Your answer should hold every line of the records below that contains the string "zero".

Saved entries
● ● ●

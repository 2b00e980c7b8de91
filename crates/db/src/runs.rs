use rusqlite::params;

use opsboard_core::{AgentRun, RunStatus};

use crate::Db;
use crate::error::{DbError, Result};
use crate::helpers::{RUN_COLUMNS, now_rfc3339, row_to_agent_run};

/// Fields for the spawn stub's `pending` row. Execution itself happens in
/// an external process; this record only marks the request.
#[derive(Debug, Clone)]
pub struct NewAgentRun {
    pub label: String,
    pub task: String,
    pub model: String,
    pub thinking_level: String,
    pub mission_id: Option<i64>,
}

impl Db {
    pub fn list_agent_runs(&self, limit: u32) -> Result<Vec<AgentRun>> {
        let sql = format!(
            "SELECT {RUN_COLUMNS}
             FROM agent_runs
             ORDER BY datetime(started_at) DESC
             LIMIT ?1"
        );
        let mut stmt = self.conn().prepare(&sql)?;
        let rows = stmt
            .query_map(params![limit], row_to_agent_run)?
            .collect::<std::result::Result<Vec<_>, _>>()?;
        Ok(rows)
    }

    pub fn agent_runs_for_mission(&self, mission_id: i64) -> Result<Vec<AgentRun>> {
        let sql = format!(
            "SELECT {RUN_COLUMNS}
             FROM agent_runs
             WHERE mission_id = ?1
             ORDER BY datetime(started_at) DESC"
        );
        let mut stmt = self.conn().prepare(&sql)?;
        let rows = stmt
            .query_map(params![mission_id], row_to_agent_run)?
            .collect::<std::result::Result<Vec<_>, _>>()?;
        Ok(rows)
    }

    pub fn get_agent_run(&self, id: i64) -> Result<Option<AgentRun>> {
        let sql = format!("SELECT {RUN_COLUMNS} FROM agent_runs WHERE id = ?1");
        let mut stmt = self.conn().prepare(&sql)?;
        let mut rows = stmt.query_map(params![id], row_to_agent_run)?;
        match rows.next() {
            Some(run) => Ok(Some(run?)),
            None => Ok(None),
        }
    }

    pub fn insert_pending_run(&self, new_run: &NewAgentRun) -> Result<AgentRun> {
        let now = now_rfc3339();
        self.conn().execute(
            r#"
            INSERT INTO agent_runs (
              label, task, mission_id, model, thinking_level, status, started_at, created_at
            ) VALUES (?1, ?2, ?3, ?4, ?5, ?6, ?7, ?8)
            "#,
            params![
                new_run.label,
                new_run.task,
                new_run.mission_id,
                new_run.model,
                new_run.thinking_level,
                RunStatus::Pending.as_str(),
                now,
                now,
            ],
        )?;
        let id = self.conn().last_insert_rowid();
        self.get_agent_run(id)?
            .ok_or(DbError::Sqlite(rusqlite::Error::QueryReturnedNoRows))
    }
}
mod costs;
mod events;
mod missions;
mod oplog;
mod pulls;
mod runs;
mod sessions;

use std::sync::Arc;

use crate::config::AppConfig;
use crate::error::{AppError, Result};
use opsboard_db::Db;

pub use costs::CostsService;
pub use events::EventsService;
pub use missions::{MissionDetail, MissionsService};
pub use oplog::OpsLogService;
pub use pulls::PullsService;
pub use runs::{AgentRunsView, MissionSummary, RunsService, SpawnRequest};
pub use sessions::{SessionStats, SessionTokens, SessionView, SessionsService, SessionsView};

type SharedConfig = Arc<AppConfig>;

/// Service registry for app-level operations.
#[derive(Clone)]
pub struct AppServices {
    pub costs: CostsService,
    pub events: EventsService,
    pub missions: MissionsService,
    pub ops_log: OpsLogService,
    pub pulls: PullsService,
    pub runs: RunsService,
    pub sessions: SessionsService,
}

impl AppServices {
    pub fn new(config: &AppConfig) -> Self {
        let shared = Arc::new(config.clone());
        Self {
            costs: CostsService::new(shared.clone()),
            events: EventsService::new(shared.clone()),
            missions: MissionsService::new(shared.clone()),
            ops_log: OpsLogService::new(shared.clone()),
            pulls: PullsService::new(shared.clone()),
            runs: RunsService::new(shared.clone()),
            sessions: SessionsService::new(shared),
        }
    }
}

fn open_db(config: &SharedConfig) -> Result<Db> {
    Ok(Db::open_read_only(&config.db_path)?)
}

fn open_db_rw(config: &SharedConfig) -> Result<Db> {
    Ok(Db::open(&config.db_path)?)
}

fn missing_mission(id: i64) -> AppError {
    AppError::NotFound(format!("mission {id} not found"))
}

● ● ●

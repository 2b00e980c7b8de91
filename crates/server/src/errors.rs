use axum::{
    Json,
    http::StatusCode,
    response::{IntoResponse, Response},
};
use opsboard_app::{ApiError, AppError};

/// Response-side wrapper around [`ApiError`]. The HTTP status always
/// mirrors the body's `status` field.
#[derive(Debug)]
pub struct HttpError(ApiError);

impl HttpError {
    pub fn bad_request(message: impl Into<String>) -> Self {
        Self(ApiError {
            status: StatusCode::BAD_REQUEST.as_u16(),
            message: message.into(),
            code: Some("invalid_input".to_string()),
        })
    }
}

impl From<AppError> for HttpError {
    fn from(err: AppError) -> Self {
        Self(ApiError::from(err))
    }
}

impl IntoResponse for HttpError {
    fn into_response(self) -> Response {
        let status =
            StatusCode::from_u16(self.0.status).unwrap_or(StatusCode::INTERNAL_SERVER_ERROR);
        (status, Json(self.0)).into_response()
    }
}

● ● ●

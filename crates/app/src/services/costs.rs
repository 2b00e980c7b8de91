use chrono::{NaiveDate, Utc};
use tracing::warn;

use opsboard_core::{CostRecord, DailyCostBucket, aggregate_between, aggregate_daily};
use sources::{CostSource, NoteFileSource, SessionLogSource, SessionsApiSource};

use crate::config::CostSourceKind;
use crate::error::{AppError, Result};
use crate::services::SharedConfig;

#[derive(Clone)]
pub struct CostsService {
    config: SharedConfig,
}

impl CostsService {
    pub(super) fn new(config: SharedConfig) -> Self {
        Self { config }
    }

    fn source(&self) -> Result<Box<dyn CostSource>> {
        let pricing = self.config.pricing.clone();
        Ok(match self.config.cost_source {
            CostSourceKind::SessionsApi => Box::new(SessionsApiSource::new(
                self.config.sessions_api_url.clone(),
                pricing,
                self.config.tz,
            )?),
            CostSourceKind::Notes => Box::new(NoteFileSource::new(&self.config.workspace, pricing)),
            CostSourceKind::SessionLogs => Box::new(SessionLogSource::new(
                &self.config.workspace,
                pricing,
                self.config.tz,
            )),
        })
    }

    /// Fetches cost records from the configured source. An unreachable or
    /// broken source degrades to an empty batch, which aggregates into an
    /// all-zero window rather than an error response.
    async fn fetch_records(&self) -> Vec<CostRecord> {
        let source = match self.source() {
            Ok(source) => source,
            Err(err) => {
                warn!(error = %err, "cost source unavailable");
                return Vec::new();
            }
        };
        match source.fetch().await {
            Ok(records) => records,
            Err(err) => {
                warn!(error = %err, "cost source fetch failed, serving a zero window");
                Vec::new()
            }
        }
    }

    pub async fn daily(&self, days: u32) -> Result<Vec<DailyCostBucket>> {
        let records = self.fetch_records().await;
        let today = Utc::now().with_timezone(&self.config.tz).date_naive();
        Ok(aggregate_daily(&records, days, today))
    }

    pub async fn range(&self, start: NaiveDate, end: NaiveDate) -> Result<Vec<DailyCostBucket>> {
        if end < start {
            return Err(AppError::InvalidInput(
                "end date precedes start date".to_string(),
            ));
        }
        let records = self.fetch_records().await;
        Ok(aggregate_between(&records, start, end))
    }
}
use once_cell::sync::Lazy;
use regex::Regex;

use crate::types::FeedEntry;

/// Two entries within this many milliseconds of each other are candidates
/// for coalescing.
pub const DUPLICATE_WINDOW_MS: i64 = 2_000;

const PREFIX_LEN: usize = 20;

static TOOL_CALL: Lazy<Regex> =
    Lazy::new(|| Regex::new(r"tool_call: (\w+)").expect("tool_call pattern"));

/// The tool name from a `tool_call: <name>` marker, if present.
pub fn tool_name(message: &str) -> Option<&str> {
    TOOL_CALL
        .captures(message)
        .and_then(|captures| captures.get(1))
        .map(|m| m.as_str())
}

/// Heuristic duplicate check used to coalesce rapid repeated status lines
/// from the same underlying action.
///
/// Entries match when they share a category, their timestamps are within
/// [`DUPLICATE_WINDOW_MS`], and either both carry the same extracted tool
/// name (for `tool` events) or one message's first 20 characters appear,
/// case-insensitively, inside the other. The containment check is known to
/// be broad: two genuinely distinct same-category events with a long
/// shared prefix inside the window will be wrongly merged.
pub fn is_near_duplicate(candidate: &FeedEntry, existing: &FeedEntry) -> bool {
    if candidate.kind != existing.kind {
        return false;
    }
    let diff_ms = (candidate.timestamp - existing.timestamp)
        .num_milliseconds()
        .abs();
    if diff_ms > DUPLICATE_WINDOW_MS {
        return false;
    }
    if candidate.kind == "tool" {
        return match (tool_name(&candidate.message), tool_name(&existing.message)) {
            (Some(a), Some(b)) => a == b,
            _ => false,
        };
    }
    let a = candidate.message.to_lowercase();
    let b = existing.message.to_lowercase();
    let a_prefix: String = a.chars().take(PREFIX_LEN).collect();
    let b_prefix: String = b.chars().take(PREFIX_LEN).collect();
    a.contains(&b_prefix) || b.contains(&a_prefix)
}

● ● ●

◆ **Exercise response**:
    /// all-zero window rather than an error response.
                warn!(error = %err, "cost source fetch failed, serving a zero window");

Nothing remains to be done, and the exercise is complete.